use crate::error::{ReportError, Result};
use crate::logic::calculations::{clamp_max_excess, DEFAULT_MAX_EXCESS_PERCENT, PROGRESS_BAND_PERCENT};
use crate::models::{Agronomist, StatusThresholds};
use dialoguer::{Input, Password};
use regex_lite::Regex;
use serde::{Deserialize, Serialize};
use std::path::PathBuf;
use std::sync::OnceLock;

#[derive(Debug, Clone, Default, Deserialize, Serialize)]
pub struct Config {
    pub services: ServicesConfig,
    #[serde(default)]
    pub agronomy: AgronomyConfig,
    #[serde(default)]
    pub agronomist: Agronomist,
}

#[derive(Clone, Deserialize, Serialize)]
pub struct ServicesConfig {
    pub extraction_url: String,
    pub comments_url: String,
    /// Report reference for previously generated comments.
    #[serde(default)]
    pub ai_comments_key: Option<String>,
}

impl std::fmt::Debug for ServicesConfig {
    fn fmt(&self, f: &mut std::fmt::Formatter<'_>) -> std::fmt::Result {
        f.debug_struct("ServicesConfig")
            .field("extraction_url", &self.extraction_url)
            .field("comments_url", &self.comments_url)
            .field(
                "ai_comments_key",
                &self.ai_comments_key.as_ref().map(|_| "[REDACTED]"),
            )
            .finish()
    }
}

impl Default for ServicesConfig {
    fn default() -> Self {
        Self {
            extraction_url: "http://localhost:5000".into(),
            comments_url: "http://localhost:5000".into(),
            ai_comments_key: None,
        }
    }
}

#[derive(Debug, Clone, Deserialize, Serialize)]
pub struct AgronomyConfig {
    #[serde(default = "default_max_excess")]
    pub max_allowed_excess_percent: f64,
    #[serde(default)]
    pub status_thresholds: StatusThresholds,
    #[serde(default = "default_progress_band")]
    pub progress_band_percent: f64,
}

fn default_max_excess() -> f64 {
    DEFAULT_MAX_EXCESS_PERCENT
}

fn default_progress_band() -> f64 {
    PROGRESS_BAND_PERCENT
}

impl Default for AgronomyConfig {
    fn default() -> Self {
        Self {
            max_allowed_excess_percent: DEFAULT_MAX_EXCESS_PERCENT,
            status_thresholds: StatusThresholds::STANDARD,
            progress_band_percent: PROGRESS_BAND_PERCENT,
        }
    }
}

impl AgronomyConfig {
    /// Excess allowance clamped to 5..=100.
    pub fn max_excess_percent(&self) -> f64 {
        clamp_max_excess(self.max_allowed_excess_percent)
    }
}

fn input_error(e: dialoguer::Error) -> ReportError {
    ReportError::Config(format!("Input error: {}", e))
}

impl Config {
    pub fn load(config_override: Option<PathBuf>) -> Result<Self> {
        let config_path = match config_override {
            Some(p) => p,
            None => Self::find_config_path()?,
        };

        if !config_path.exists() {
            return Err(ReportError::Config(format!(
                "Config file not found at {:?}. Run `soilcorrect init` to set up.",
                config_path
            )));
        }

        let config_str = std::fs::read_to_string(&config_path)
            .map_err(|e| ReportError::Config(format!("Failed to read config: {}", e)))?;

        let config = Self::parse(&config_str)?;
        tracing::info!("Loaded config from {}", config_path.display());
        Ok(config)
    }

    /// Parse YAML after `${VAR}` substitution and check the agronomy values.
    pub fn parse(content: &str) -> Result<Self> {
        let content = Self::substitute_env_vars(content);
        let config: Config = serde_yaml::from_str(&content)
            .map_err(|e| ReportError::Config(format!("Failed to parse config: {}", e)))?;
        config.validate()?;
        Ok(config)
    }

    pub fn validate(&self) -> Result<()> {
        let thresholds = self.agronomy.status_thresholds;
        if !(thresholds.low > 0.0 && thresholds.low <= 1.0 && thresholds.high >= 1.0) {
            return Err(ReportError::Config(format!(
                "status_thresholds must satisfy 0 < low <= 1 <= high (got {} / {})",
                thresholds.low, thresholds.high
            )));
        }
        let band = self.agronomy.progress_band_percent;
        if !band.is_finite() || band <= 0.0 {
            return Err(ReportError::Config(
                "progress_band_percent must be positive".into(),
            ));
        }
        let excess = self.agronomy.max_allowed_excess_percent;
        if excess != self.agronomy.max_excess_percent() {
            tracing::warn!(
                "max_allowed_excess_percent {} outside 5..=100, using {}",
                excess,
                self.agronomy.max_excess_percent()
            );
        }
        Ok(())
    }

    /// Search for config.yaml in standard locations.
    /// Returns the path of the first found config, or the XDG default path if none found.
    fn find_config_path() -> Result<PathBuf> {
        let local_config = PathBuf::from("config/config.yaml");
        if local_config.exists() {
            return Ok(local_config);
        }

        if let Some(config_dir) = dirs::config_dir() {
            let xdg_config = config_dir.join("soilcorrect").join("config.yaml");
            if xdg_config.exists() {
                return Ok(xdg_config);
            }
        }

        Self::default_config_path()
    }

    /// Returns true if a config file can be found in any standard location.
    pub fn exists(config_override: Option<&PathBuf>) -> bool {
        match config_override {
            Some(p) => p.exists(),
            None => Self::find_config_path()
                .map(|p| p.exists())
                .unwrap_or(false),
        }
    }

    /// Default path for writing new config files (~/.config/soilcorrect/config.yaml).
    pub fn default_config_path() -> Result<PathBuf> {
        let config_dir = dirs::config_dir()
            .ok_or_else(|| ReportError::Config("Cannot determine config directory".into()))?
            .join("soilcorrect");
        Ok(config_dir.join("config.yaml"))
    }

    /// Run interactive setup prompts and write config to disk.
    /// Returns the loaded Config and the path it was written to.
    pub fn setup_interactive(config_override: Option<PathBuf>) -> Result<(Self, PathBuf)> {
        println!();
        println!("Let's set up soilcorrect!");
        println!();

        println!("Services");
        let extraction_url: String = Input::new()
            .with_prompt("  PDF extraction service URL")
            .default("http://localhost:5000".into())
            .interact_text()
            .map_err(input_error)?;

        let comments_url: String = Input::new()
            .with_prompt("  Comments service URL")
            .default(extraction_url.clone())
            .interact_text()
            .map_err(input_error)?;

        let ai_comments_key: String = Password::new()
            .with_prompt("  Stored comments reference (blank to skip)")
            .allow_empty_password(true)
            .interact()
            .map_err(input_error)?;

        println!();

        println!("Agronomy");
        let max_allowed_excess_percent: f64 = Input::new()
            .with_prompt("  Maximum allowed excess over ideal (%)")
            .default(DEFAULT_MAX_EXCESS_PERCENT)
            .interact_text()
            .map_err(input_error)?;

        println!();

        println!("Agronomist (printed on reports, leave blank to skip)");
        let name: String = Input::new()
            .with_prompt("  Name")
            .default(String::new())
            .allow_empty(true)
            .interact_text()
            .map_err(input_error)?;

        let email: String = Input::new()
            .with_prompt("  Email")
            .default(String::new())
            .allow_empty(true)
            .interact_text()
            .map_err(input_error)?;

        let phone: String = Input::new()
            .with_prompt("  Phone")
            .default(String::new())
            .allow_empty(true)
            .interact_text()
            .map_err(input_error)?;

        println!();

        let config = Config {
            services: ServicesConfig {
                extraction_url,
                comments_url,
                ai_comments_key: Some(ai_comments_key).filter(|k| !k.is_empty()),
            },
            agronomy: AgronomyConfig {
                max_allowed_excess_percent: clamp_max_excess(max_allowed_excess_percent),
                ..AgronomyConfig::default()
            },
            agronomist: Agronomist { name, email, phone },
        };

        let config_path = match config_override {
            Some(p) => p,
            None => Self::default_config_path()?,
        };
        if let Some(parent) = config_path.parent() {
            std::fs::create_dir_all(parent)?;
        }

        let yaml = serde_yaml::to_string(&config)
            .map_err(|e| ReportError::Config(format!("Failed to serialize config: {}", e)))?;

        let content = format!(
            "# soilcorrect configuration\n# Generated by `soilcorrect init`\n# Environment variable substitution (${{VAR}}) is supported.\n\n{}",
            yaml
        );
        std::fs::write(&config_path, content)?;

        println!("Configuration saved to {}", config_path.display());
        println!();

        Ok((config, config_path))
    }

    fn substitute_env_vars(content: &str) -> String {
        static ENV_VAR: OnceLock<Regex> = OnceLock::new();
        let re = ENV_VAR.get_or_init(|| {
            Regex::new(r"\$\{([A-Z_][A-Z0-9_]*)\}").expect("env var pattern is valid")
        });

        let mut result = content.to_string();
        for cap in re.captures_iter(content) {
            let var_name = &cap[1];
            let placeholder = &cap[0];
            if let Ok(value) = std::env::var(var_name) {
                result = result.replace(placeholder, &value);
            }
        }

        result
    }
}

TASK ITEM:
What is the number of lines in the entries that include the string "substitution"? Reply with that number alone.

RESPONSE TO THIS TASK:
2